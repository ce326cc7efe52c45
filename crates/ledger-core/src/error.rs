use thiserror::Error;

/// The error taxonomy shared by every `ledger-core` service.
#[derive(Debug, Error)]
pub enum CoreError {
    #[error("storage error: {0}")]
    Storage(String),
    #[error("serialization error for event {event_id}: {source}")]
    Serialization {
        event_id: String,
        source: serde_json::Error,
    },
    #[error("validation failed: {0}")]
    Validation(String),
    #[error("transaction not found: {0}")]
    TransactionNotFound(String),
    #[error("budget not found: {0}")]
    BudgetNotFound(String),
    #[error("classifier requires at least 10 labeled examples, got {0}")]
    InsufficientTrainingData(usize),
    #[error("classifier was asked to predict before training")]
    UntrainedModel,
    #[error("re-applying event {0} would corrupt projection state")]
    IdempotencyViolation(String),
}
use std::path::{Path, PathBuf};

/// The on-disk layout of a ledger workspace root, per the persisted
/// state layout: `data/accounts/*.csv`, `data/events.db`,
/// `data/projections.db`, `data/budget_projections.db`,
/// `config/categories.yml`, `ingest/`.
#[derive(Debug, Clone, PartialEq, Eq)]
pub struct WorkspaceLayout {
    root: PathBuf,
}

impl WorkspaceLayout {
    pub fn new(root: impl Into<PathBuf>) -> Self {
        Self { root: root.into() }
    }

    pub fn root(&self) -> &Path {
        &self.root
    }

    pub fn data_dir(&self) -> PathBuf {
        self.root.join("data")
    }

    pub fn accounts_dir(&self) -> PathBuf {
        self.data_dir().join("accounts")
    }

    pub fn events_db(&self) -> PathBuf {
        self.data_dir().join("events.db")
    }

    pub fn projections_db(&self) -> PathBuf {
        self.data_dir().join("projections.db")
    }

    pub fn budget_projections_db(&self) -> PathBuf {
        self.data_dir().join("budget_projections.db")
    }

    pub fn config_dir(&self) -> PathBuf {
        self.root.join("config")
    }

    pub fn categories_file(&self) -> PathBuf {
        self.config_dir().join("categories.yml")
    }

    pub fn ingest_dir(&self) -> PathBuf {
        self.root.join("ingest")
    }

    /// Creates every directory this layout names, if absent. Does not
    /// touch files — `events.db` etc. are created lazily by their
    /// respective stores.
    pub fn ensure_dirs(&self) -> std::io::Result<()> {
        std::fs::create_dir_all(self.data_dir())?;
        std::fs::create_dir_all(self.accounts_dir())?;
        std::fs::create_dir_all(self.config_dir())?;
        std::fs::create_dir_all(self.ingest_dir())?;
        Ok(())
    }
}

#[cfg(test)]
mod tests {
    use super::*;
    use tempfile::tempdir;

    #[test]
    fn ensure_dirs_creates_expected_tree() {
        let dir = tempdir().unwrap();
        let layout = WorkspaceLayout::new(dir.path());
        layout.ensure_dirs().unwrap();
        assert!(layout.accounts_dir().is_dir());
        assert!(layout.config_dir().is_dir());
        assert!(layout.ingest_dir().is_dir());
        assert_eq!(layout.events_db(), dir.path().join("data/events.db"));
    }
}
use chrono::{DateTime, NaiveDate, TimeZone, Utc};

/// Three-tier fallback for the event_timestamp of a migrated row:
/// 1. A `YYYY-MM-DD` prefix in `source_file` (split on `-`, first three
///    segments parsed as year/month/day), at noon.
/// 2. `transaction_date` itself, at noon.
/// 3. The current time, as a last resort.
pub fn infer_import_timestamp(source_file: &str, transaction_date: NaiveDate, now: DateTime<Utc>) -> DateTime<Utc> {
    if let Some(ts) = parse_filename_prefix(source_file) {
        return ts;
    }
    noon_on(transaction_date).unwrap_or(now)
}

fn parse_filename_prefix(source_file: &str) -> Option<DateTime<Utc>> {
    let stem = source_file.rsplit('/').next().unwrap_or(source_file);
    let parts: Vec<&str> = stem.split('-').collect();
    if parts.len() < 3 {
        return None;
    }
    let year: i32 = parts[0].parse().ok()?;
    let month: u32 = parts[1].parse().ok()?;
    let day: u32 = parts[2].parse().ok()?;
    let date = NaiveDate::from_ymd_opt(year, month, day)?;
    noon_on(date)
}

fn noon_on(date: NaiveDate) -> Option<DateTime<Utc>> {
    Utc.with_ymd_and_hms(date.year(), date.month(), date.day(), 12, 0, 0)
        .single()
}

use chrono::Datelike;
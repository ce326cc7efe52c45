use thiserror::Error;

#[derive(Debug, Error)]
pub enum StoreError {
    #[error("sqlite error: {0}")]
    Sqlite(#[from] rusqlite::Error),
    #[error("failed to (de)serialize event {event_id}: {source}")]
    Serde {
        event_id: String,
        source: serde_json::Error,
    },
    #[error("io error: {0}")]
    Io(#[from] std::io::Error),
}

impl From<StoreError> for ledger_core::CoreError {
    fn from(err: StoreError) -> Self {
        ledger_core::CoreError::Storage(err.to_string())
    }
}
use serde::{Deserialize, Serialize};

fn default_currency() -> String {
    "CAD".to_string()
}

/// Application-level configuration. Deliberately thin relative to the
/// teacher's `Config` (locale/theme/UI fields dropped — those belong to
/// the CLI/GUI layer, out of scope here). Consumed by `ledger-migrate`
/// as the default currency for budgets synthesized from a
/// categories.yml that has no currency field of its own.
#[derive(Debug, Clone, PartialEq, Serialize, Deserialize)]
pub struct Config {
    #[serde(default = "default_currency")]
    pub default_currency: String,
}

impl Default for Config {
    fn default() -> Self {
        Self {
            default_currency: default_currency(),
        }
    }
}
use std::fmt::Write as _;
use std::fs;
use std::path::Path;

use approx::assert_relative_eq;
use bench_curves::app::pipeline::run_fit;
use bench_curves::domain::{FitConfig, GrowthFamily, ModelKind};
use bench_curves::error::{AppError, FitError};
use bench_curves::io::{read_curves_json, write_curves_json, write_params_csv};
use bench_curves::plot::{AxisScale, fitted_view, observed_view};
use bench_curves::report::format_fit_summary;
use tempfile::tempdir;

fn write_series(dir: &Path, name: &str, xs: impl Iterator<Item = f64>, f: impl Fn(f64) -> f64) {
    let mut body = String::from("X, Y\n");
    for x in xs {
        writeln!(body, "{x},{}", f(x)).unwrap();
    }
    fs::write(dir.join(format!("{name}.csv")), body).unwrap();
}

#[test]
fn fit_pipeline_end_to_end() {
    let dir = tempdir().unwrap();
    let quad = |x: f64| 2.0 * x * x + 3.0 * x + 5.0;
    let nlogn = |x: f64| x * (2.0 * x).ln();

    // Reverse order on disk; the loader sorts by x.
    write_series(dir.path(), "Bubble", (1..=30).rev().map(f64::from), quad);
    write_series(dir.path(), "Quick", (1..=40).map(f64::from), nlogn);
    write_series(dir.path(), "Insertion Almost Sorted", (1..=10).map(f64::from), |x| x);

    let config = FitConfig {
        input_dir: dir.path().to_path_buf(),
        extrapolate_min: 50.0,
        extrapolate_max: 100.0,
        extrapolate_steps: 11,
        ..FitConfig::default()
    };

    let run = run_fit(&config).unwrap();
    assert_eq!(run.loaded.files_found, 3);
    assert_eq!(run.loaded.excluded, vec!["Insertion Almost Sorted".to_string()]);
    assert!(run.batch.failures.is_empty());
    assert_eq!(run.grid.len(), 11);

    let bubble = &run.batch.fits[0];
    assert_eq!(bubble.series, "Bubble");
    assert_eq!(bubble.model, ModelKind::Quadratic);
    assert_relative_eq!(bubble.params[0], 2.0, epsilon = 1e-6);
    assert_relative_eq!(bubble.params[1], 3.0, epsilon = 1e-6);
    assert_relative_eq!(bubble.params[2], 5.0, epsilon = 1e-6);

    let quick = &run.batch.fits[1];
    assert_eq!(quick.family(), GrowthFamily::LogLinear);

    // Excluded series never reaches a plot.
    let view = fitted_view(&run.loaded.series, &run.batch.fits, &run.grid);
    assert!(view.layers().iter().all(|l| !l.label.contains("Almost")));
    assert_eq!(view.layers().len(), 4);

    let log_plot = observed_view(&run.loaded.series, AxisScale::Log).render_ascii(40, 10);
    assert!(log_plot.contains("  * Bubble\n"));
    assert!(log_plot.contains("  o Quick\n"));

    let summary = format_fit_summary(&run.loaded, &run.batch, &config);
    assert!(summary.contains("Excluded: Insertion Almost Sorted"));

    // Exports round-trip through disk.
    let params = dir.path().join("out-params.csv");
    write_params_csv(&params, &run.batch.fits).unwrap();
    let rows = fs::read_to_string(&params).unwrap();
    assert_eq!(rows.lines().count(), 3);

    let curves_path = dir.path().join("out-curves.json");
    write_curves_json(&curves_path, &run.batch.fits, &run.grid).unwrap();
    let curves = read_curves_json(&curves_path).unwrap();
    assert_eq!(curves.curves.len(), 2);
    let q = &curves.curves[1];
    assert_eq!(q.grid.x.len(), 11);
    for (x, y) in q.grid.x.iter().zip(&q.grid.y) {
        assert_relative_eq!(*y, nlogn(*x), max_relative = 1e-4);
    }
}

#[test]
fn undersized_directory_exits_with_insufficient_data() {
    let dir = tempdir().unwrap();
    write_series(dir.path(), "Std", (1..=2).map(f64::from), |x| x);

    let config = FitConfig {
        input_dir: dir.path().to_path_buf(),
        ..FitConfig::default()
    };
    let err = run_fit(&config).unwrap_err();
    assert!(matches!(err, FitError::InsufficientData { .. }));
    assert_eq!(AppError::from(err).exit_code(), 3);
}

#[test]
fn malformed_csv_exits_with_input_error() {
    let dir = tempdir().unwrap();
    fs::write(dir.path().join("Bubble.csv"), "X,Y\n1,2\n2,oops\n").unwrap();

    let config = FitConfig {
        input_dir: dir.path().to_path_buf(),
        ..FitConfig::default()
    };
    let err = run_fit(&config).unwrap_err();
    assert_eq!(AppError::from(err).exit_code(), 2);
}
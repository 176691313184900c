//! Command-line parsing for the benchmark growth-curve fitter.
//!
//! The goal of this module is to keep **argument parsing** and **command dispatch**
//! separate from the modeling/math code. Input options can also be supplied via
//! `BENCH_CURVES_*` environment variables (or a `.env` file).

use std::path::PathBuf;

use clap::{ArgAction, Args, Parser, Subcommand};

use crate::bench::SortAlgorithm;
use crate::domain::{DEFAULT_INPUT_DIR, DEFAULT_MAX_EVALUATIONS, DEFAULT_RESAMPLE_POINTS, LogForm};

/// Top-level CLI.
#[derive(Debug, Parser)]
#[command(name = "bcurves", version, about = "Benchmark growth-curve fitter")]
pub struct Cli {
    /// Increase log verbosity (-v info, -vv debug). `RUST_LOG` takes precedence.
    #[arg(short, long, global = true, action = ArgAction::Count)]
    pub verbose: u8,

    #[command(subcommand)]
    pub command: Command,
}

/// CLI subcommands.
#[derive(Debug, Subcommand)]
pub enum Command {
    /// Load, classify and fit a benchmark directory; print parameters and plots.
    Fit(FitArgs),
    /// Plot the measured series only (linear + log), without fitting.
    Plot(PlotArgs),
    /// Re-render a curves JSON written by `bcurves fit --export-curves`.
    Show(ShowArgs),
    /// Launch the interactive TUI.
    ///
    /// This uses the same underlying fit pipeline as `bcurves fit`, but renders
    /// the measured, log-scale and fitted charts in a terminal UI.
    Tui(TuiArgs),
    /// Time the sorting algorithms and write one CSV per series.
    Bench(BenchArgs),
}

/// Where the series come from and how they are classified.
#[derive(Debug, Args, Clone)]
pub struct InputArgs {
    /// Directory of benchmark CSVs (one file per series).
    #[arg(short, long, env = "BENCH_CURVES_DIR", default_value = DEFAULT_INPUT_DIR)]
    pub dir: PathBuf,

    /// Input-size column name (matched trimmed, case-insensitively).
    #[arg(long, env = "BENCH_CURVES_X_COLUMN", default_value = "X")]
    pub x_column: String,

    /// Timing column name (matched trimmed, case-insensitively).
    #[arg(long, env = "BENCH_CURVES_Y_COLUMN", default_value = "Y")]
    pub y_column: String,

    /// Comma-separated name substrings that mark an `n log n` series.
    #[arg(long, env = "BENCH_CURVES_LOG_KEYWORDS", value_delimiter = ',', default_value = "Quick,Std")]
    pub log_keywords: Vec<String>,

    /// Comma-separated name substrings that drop a series entirely.
    #[arg(long, env = "BENCH_CURVES_EXCLUDE", value_delimiter = ',', default_value = "Almost")]
    pub exclude: Vec<String>,
}

/// Optimizer and extrapolation options.
#[derive(Debug, Args, Clone)]
pub struct FittingArgs {
    /// Functional form used for the log-linear family.
    #[arg(long, value_enum, default_value_t = LogForm::Basic)]
    pub log_form: LogForm,

    /// Resample each series onto a uniform grid before fitting.
    #[arg(long)]
    pub resample: bool,

    /// Number of uniform points used by `--resample`.
    #[arg(long, default_value_t = DEFAULT_RESAMPLE_POINTS)]
    pub resample_points: usize,

    /// Residual-evaluation budget per series.
    #[arg(long, env = "BENCH_CURVES_MAX_EVALS", default_value_t = DEFAULT_MAX_EVALUATIONS)]
    pub max_evals: usize,

    /// Start of the extrapolation range.
    #[arg(long, default_value_t = 25_000.0)]
    pub extrapolate_min: f64,

    /// End of the extrapolation range.
    #[arg(long, default_value_t = 500_000.0)]
    pub extrapolate_max: f64,

    /// Number of points on the extrapolation grid.
    #[arg(long, default_value_t = 5_000)]
    pub extrapolate_steps: usize,
}

/// Terminal and SVG plot options.
#[derive(Debug, Args, Clone)]
pub struct ViewArgs {
    /// Disable the terminal plots.
    #[arg(long)]
    pub no_plot: bool,

    /// Plot width (columns).
    #[arg(long, default_value_t = 100)]
    pub width: usize,

    /// Plot height (rows).
    #[arg(long, default_value_t = 25)]
    pub height: usize,

    /// Also write SVG charts into this directory.
    #[arg(long, value_name = "DIR")]
    pub svg_dir: Option<PathBuf>,
}

#[derive(Debug, Args, Clone)]
pub struct FitArgs {
    #[command(flatten)]
    pub input: InputArgs,

    #[command(flatten)]
    pub fitting: FittingArgs,

    #[command(flatten)]
    pub view: ViewArgs,

    /// Export fitted parameters to CSV.
    #[arg(long, value_name = "CSV")]
    pub export: Option<PathBuf>,

    /// Export curves (model + params + predicted grid) to JSON.
    #[arg(long = "export-curves", value_name = "JSON")]
    pub export_curves: Option<PathBuf>,
}

#[derive(Debug, Args, Clone)]
pub struct PlotArgs {
    #[command(flatten)]
    pub input: InputArgs,

    #[command(flatten)]
    pub view: ViewArgs,
}

#[derive(Debug, Args, Clone)]
pub struct TuiArgs {
    #[command(flatten)]
    pub input: InputArgs,

    #[command(flatten)]
    pub fitting: FittingArgs,
}

/// Options for re-rendering saved curves.
#[derive(Debug, Args, Clone)]
pub struct ShowArgs {
    /// Curves JSON file produced by `bcurves fit --export-curves`.
    #[arg(long, value_name = "JSON")]
    pub curves: PathBuf,

    /// Plot width (columns).
    #[arg(long, default_value_t = 100)]
    pub width: usize,

    /// Plot height (rows).
    #[arg(long, default_value_t = 25)]
    pub height: usize,

    /// Also write the chart as SVG.
    #[arg(long, value_name = "SVG")]
    pub svg: Option<PathBuf>,
}

/// Options for the sorting benchmarks.
#[derive(Debug, Args, Clone)]
pub struct BenchArgs {
    /// Output directory for the per-series CSVs.
    #[arg(short, long, default_value = DEFAULT_INPUT_DIR)]
    pub out: PathBuf,

    /// Comma-separated algorithms to run (default: all).
    #[arg(long, value_enum, value_delimiter = ',')]
    pub algorithms: Vec<SortAlgorithm>,

    /// Skip the almost-sorted variants.
    #[arg(long)]
    pub no_almost_sorted: bool,

    /// Exclusive upper bound of the random values.
    #[arg(long, default_value_t = 10_000)]
    pub value_max: i32,

    /// Random swaps per element for the almost-sorted inputs.
    #[arg(long, default_value_t = 0.3)]
    pub shuffle_ratio: f64,

    /// Time budget per (series, size) case, in milliseconds.
    #[arg(long, default_value_t = 500)]
    pub max_time_ms: u64,

    /// Iteration cap per (series, size) case.
    #[arg(long, default_value_t = 50_000)]
    pub max_iterations: usize,

    /// Skip input sizes above this bound.
    #[arg(long)]
    pub max_size: Option<usize>,

    /// Seed for input generation.
    #[arg(long, default_value_t = 42)]
    pub seed: u64,
}
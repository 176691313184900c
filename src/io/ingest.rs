//! CSV ingest.
//!
//! This module turns a directory of benchmark CSVs (one file per series) into
//! classified, sorted [`Series`].
//!
//! Design goals:
//! - **Canonical schema**: header names are trimmed, BOM-stripped and
//!   lower-cased before lookup, so `Y` and ` Y` name the same column
//! - **Fail fast**: any unreadable file or unparseable value aborts the load
//!   with a `MalformedInput` error naming the file and line
//! - **Deterministic order**: files are processed sorted by file name
//! - **Classify once**: the growth family is attached here and never re-derived

use std::collections::HashMap;
use std::fs::File;
use std::path::{Path, PathBuf};

use csv::StringRecord;
use tracing::{debug, info};

use crate::domain::{FitConfig, Sample, Series};
use crate::error::FitError;
use crate::fit::Classifier;

/// Ingest output: classified series + names that were skipped.
#[derive(Debug, Clone)]
pub struct LoadedData {
    pub series: Vec<Series>,
    /// Series dropped by an exclusion marker (never parsed).
    pub excluded: Vec<String>,
    pub files_found: usize,
}

/// Load every CSV under `config.input_dir` into classified series.
pub fn load_series_dir(config: &FitConfig) -> Result<LoadedData, FitError> {
    let classifier = Classifier::from_config(config);
    let files = discover_csv_files(&config.input_dir)?;
    if files.is_empty() {
        return Err(FitError::malformed(format!(
            "No CSV files found in '{}'.",
            config.input_dir.display()
        )));
    }

    let mut series = Vec::new();
    let mut excluded = Vec::new();

    for path in &files {
        let name = series_name(path);
        if classifier.is_excluded(&name) {
            debug!(series = %name, "excluded by marker");
            excluded.push(name);
            continue;
        }

        let samples = read_series_file(path, &config.x_column, &config.y_column)?;
        let family = classifier.classify(&name);
        debug!(series = %name, samples = samples.len(), "loaded series");
        series.push(Series::new(name, family, samples));
    }

    info!(
        dir = %config.input_dir.display(),
        files = files.len(),
        loaded = series.len(),
        excluded = excluded.len(),
        "loaded benchmark series"
    );

    Ok(LoadedData {
        series,
        excluded,
        files_found: files.len(),
    })
}

/// List `*.csv` files (case-insensitive extension) directly inside `dir`, sorted.
pub fn discover_csv_files(dir: &Path) -> Result<Vec<PathBuf>, FitError> {
    let entries = std::fs::read_dir(dir).map_err(|e| {
        FitError::malformed(format!("Failed to read input directory '{}': {e}", dir.display()))
    })?;

    let mut files = Vec::new();
    for entry in entries {
        let entry = entry.map_err(|e| {
            FitError::malformed(format!("Failed to read input directory '{}': {e}", dir.display()))
        })?;
        let path = entry.path();
        let is_csv = path
            .extension()
            .and_then(|ext| ext.to_str())
            .is_some_and(|ext| ext.eq_ignore_ascii_case("csv"));
        if is_csv && path.is_file() {
            files.push(path);
        }
    }
    files.sort();
    Ok(files)
}

/// Series name for a file: its stem.
pub fn series_name(path: &Path) -> String {
    path.file_stem()
        .map(|s| s.to_string_lossy().into_owned())
        .unwrap_or_default()
}

/// Read the `(x, y)` columns of one CSV file, in file order.
pub fn read_series_file(path: &Path, x_column: &str, y_column: &str) -> Result<Vec<Sample>, FitError> {
    let file = File::open(path)
        .map_err(|e| FitError::malformed(format!("Failed to open CSV '{}': {e}", path.display())))?;

    let mut reader = csv::ReaderBuilder::new()
        .flexible(true)
        .trim(csv::Trim::All)
        .from_reader(file);

    let headers = reader
        .headers()
        .map_err(|e| FitError::malformed(format!("Failed to read CSV headers in '{}': {e}", path.display())))?
        .clone();
    let header_map = build_header_map(&headers);

    let x_idx = column_index(&header_map, x_column, path)?;
    let y_idx = column_index(&header_map, y_column, path)?;

    let mut samples = Vec::new();
    for (idx, result) in reader.records().enumerate() {
        // +2 because records() starts after the header and lines are 1-based.
        let line = idx + 2;
        let record = result.map_err(|e| {
            FitError::malformed(format!("{}:{line}: CSV parse error: {e}", path.display()))
        })?;
        if record.iter().all(|field| field.is_empty()) {
            continue;
        }

        let x = parse_value(&record, x_idx, x_column, path, line)?;
        let y = parse_value(&record, y_idx, y_column, path, line)?;
        samples.push(Sample::new(x, y));
    }

    Ok(samples)
}

fn build_header_map(headers: &StringRecord) -> HashMap<String, usize> {
    headers
        .iter()
        .enumerate()
        .map(|(idx, name)| (normalize_header_name(name), idx))
        .collect()
}

fn normalize_header_name(name: &str) -> String {
    // Excel and other tools sometimes emit UTF-8 CSVs with a BOM prefix on the
    // first header. If we don't strip it, the x-column lookup fails.
    let name = name.trim_start_matches('\u{feff}').trim();
    name.to_ascii_lowercase()
}

fn column_index(header_map: &HashMap<String, usize>, column: &str, path: &Path) -> Result<usize, FitError> {
    header_map
        .get(&normalize_header_name(column))
        .copied()
        .ok_or_else(|| {
            FitError::malformed(format!(
                "Missing required column `{}` in '{}'.",
                column.trim(),
                path.display()
            ))
        })
}

fn parse_value(record: &StringRecord, idx: usize, column: &str, path: &Path, line: usize) -> Result<f64, FitError> {
    let raw = record
        .get(idx)
        .filter(|s| !s.is_empty())
        .ok_or_else(|| {
            FitError::malformed(format!(
                "{}:{line}: missing value for `{}`.",
                path.display(),
                column.trim()
            ))
        })?;
    let v = raw.parse::<f64>().map_err(|_| {
        FitError::malformed(format!(
            "{}:{line}: invalid number '{raw}' in `{}`.",
            path.display(),
            column.trim()
        ))
    })?;
    if !v.is_finite() {
        return Err(FitError::malformed(format!(
            "{}:{line}: non-finite value '{raw}' in `{}`.",
            path.display(),
            column.trim()
        )));
    }
    Ok(v)
}

#[cfg(test)]
mod tests {
    use super::*;
    use crate::domain::GrowthFamily;
    use std::fs;
    use tempfile::tempdir;

    fn write(dir: &Path, name: &str, body: &str) {
        fs::write(dir.join(name), body).unwrap();
    }

    fn config_for(dir: &Path) -> FitConfig {
        FitConfig {
            input_dir: dir.to_path_buf(),
            ..FitConfig::default()
        }
    }

    #[test]
    fn loads_sorts_classifies_and_excludes() {
        let dir = tempdir().unwrap();
        write(dir.path(), "Bubble.csv", "X,Y\n300,9\n100,1\n200,4\n");
        write(dir.path(), "Quick.csv", "X, Y\n10,5\n5,2\n");
        write(dir.path(), "Bubble Almost Sorted.csv", "X,Y\nnot,parsed\n");
        write(dir.path(), "notes.txt", "ignored");

        let data = load_series_dir(&config_for(dir.path())).unwrap();
        assert_eq!(data.files_found, 3);
        assert_eq!(data.excluded, vec!["Bubble Almost Sorted".to_string()]);

        let names: Vec<&str> = data.series.iter().map(|s| s.name.as_str()).collect();
        assert_eq!(names, vec!["Bubble", "Quick"]);
        assert_eq!(data.series[0].family, GrowthFamily::Quadratic);
        assert_eq!(data.series[0].xs(), vec![100.0, 200.0, 300.0]);
        assert_eq!(data.series[1].family, GrowthFamily::LogLinear);
        assert_eq!(data.series[1].ys(), vec![2.0, 5.0]);
    }

    #[test]
    fn leading_space_and_bom_headers_resolve() {
        let dir = tempdir().unwrap();
        let path = dir.path().join("Std.csv");
        fs::write(&path, "\u{feff}X, Y\n1,2\n").unwrap();
        let samples = read_series_file(&path, "X", "Y").unwrap();
        assert_eq!(samples, vec![Sample::new(1.0, 2.0)]);

        let samples = read_series_file(&path, "x", " Y").unwrap();
        assert_eq!(samples.len(), 1);
    }

    #[test]
    fn missing_column_is_malformed() {
        let dir = tempdir().unwrap();
        let path = dir.path().join("Bubble.csv");
        fs::write(&path, "X,Time\n1,2\n").unwrap();
        let err = read_series_file(&path, "X", "Y").unwrap_err();
        assert!(matches!(err, FitError::MalformedInput(ref m) if m.contains("`Y`")), "{err}");
    }

    #[test]
    fn bad_value_reports_line() {
        let dir = tempdir().unwrap();
        let path = dir.path().join("Bubble.csv");
        fs::write(&path, "X,Y\n1,2\n3,abc\n").unwrap();
        let err = read_series_file(&path, "X", "Y").unwrap_err();
        assert!(matches!(err, FitError::MalformedInput(ref m) if m.contains(":3:")), "{err}");
    }

    #[test]
    fn empty_directory_is_malformed() {
        let dir = tempdir().unwrap();
        let err = load_series_dir(&config_for(dir.path())).unwrap_err();
        assert!(matches!(err, FitError::MalformedInput(_)));
    }

    #[test]
    fn missing_directory_is_malformed() {
        let dir = tempdir().unwrap();
        let err = load_series_dir(&config_for(&dir.path().join("nope"))).unwrap_err();
        assert!(matches!(err, FitError::MalformedInput(_)));
    }
}
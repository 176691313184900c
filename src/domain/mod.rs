//! Domain types used throughout the pipeline.
//!
//! This module defines:
//!
//! - benchmark observations (`Sample`, `Series`)
//! - growth families and concrete model kinds (`GrowthFamily`, `ModelKind`, `LogForm`)
//! - fit outputs (`FitResult`, `FitQuality`, `CurvesFile`)
//! - the resolved run configuration (`FitConfig`)

pub mod types;

pub use types::*;
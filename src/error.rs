//! Error types.
//!
//! Library code returns [`FitError`], a small set of named failure kinds.
//! The binary boundary converts everything into [`AppError`], which carries the
//! process exit code:
//!
//! - `2`: malformed input or I/O failure
//! - `3`: not enough data to fit
//! - `4`: optimizer / runtime failure

use thiserror::Error;

/// Named failure kinds produced by loading, fitting and rendering.
#[derive(Debug, Clone, PartialEq, Error)]
pub enum FitError {
    /// Input files, columns, values or ranges that cannot be used.
    #[error("Malformed input: {0}")]
    MalformedInput(String),

    /// A series has fewer samples than the model has free parameters.
    #[error("Insufficient data for '{series}': need at least {needed} samples, got {got}")]
    InsufficientData {
        series: String,
        needed: usize,
        got: usize,
    },

    /// The optimizer exhausted its evaluation budget (or could not start).
    #[error("Fit for '{series}' did not converge after {evaluations} evaluations: {reason}")]
    Convergence {
        series: String,
        evaluations: usize,
        reason: String,
    },

    /// Filesystem, terminal or rendering failure.
    #[error("I/O error: {0}")]
    Io(String),
}

impl FitError {
    pub fn malformed(message: impl Into<String>) -> Self {
        Self::MalformedInput(message.into())
    }

    pub fn io(message: impl Into<String>) -> Self {
        Self::Io(message.into())
    }

    /// Exit code used when this error terminates the process.
    pub fn exit_code(&self) -> u8 {
        match self {
            FitError::MalformedInput(_) | FitError::Io(_) => 2,
            FitError::InsufficientData { .. } => 3,
            FitError::Convergence { .. } => 4,
        }
    }
}

#[derive(Clone)]
pub struct AppError {
    exit_code: u8,
    message: String,
}

impl AppError {
    pub fn new(exit_code: u8, message: impl Into<String>) -> Self {
        Self {
            exit_code,
            message: message.into(),
        }
    }

    pub fn exit_code(&self) -> u8 {
        self.exit_code
    }
}

impl From<FitError> for AppError {
    fn from(err: FitError) -> Self {
        Self::new(err.exit_code(), err.to_string())
    }
}

impl std::fmt::Display for AppError {
    fn fmt(&self, f: &mut std::fmt::Formatter<'_>) -> std::fmt::Result {
        write!(f, "{}", self.message)
    }
}

impl std::fmt::Debug for AppError {
    fn fmt(&self, f: &mut std::fmt::Formatter<'_>) -> std::fmt::Result {
        f.debug_struct("AppError")
            .field("exit_code", &self.exit_code)
            .field("message", &self.message)
            .finish()
    }
}

impl std::error::Error for AppError {}

#[cfg(test)]
mod tests {
    use super::*;

    #[test]
    fn fit_error_maps_to_exit_codes() {
        let e: AppError = FitError::malformed("bad header").into();
        assert_eq!(e.exit_code(), 2);
        assert_eq!(e.to_string(), "Malformed input: bad header");

        let e: AppError = FitError::InsufficientData {
            series: "Bubble".to_string(),
            needed: 3,
            got: 2,
        }
        .into();
        assert_eq!(e.exit_code(), 3);

        let e: AppError = FitError::Convergence {
            series: "Quick".to_string(),
            evaluations: 10,
            reason: "budget exhausted".to_string(),
        }
        .into();
        assert_eq!(e.exit_code(), 4);
    }
}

> [Problem statement]
In the data above, find each line that has the word "feff" and copy it out.

> [Reply to the exercise]
    let name = name.trim_start_matches('\u{feff}').trim();
        fs::write(&path, "\u{feff}X, Y\n1,2\n").unwrap();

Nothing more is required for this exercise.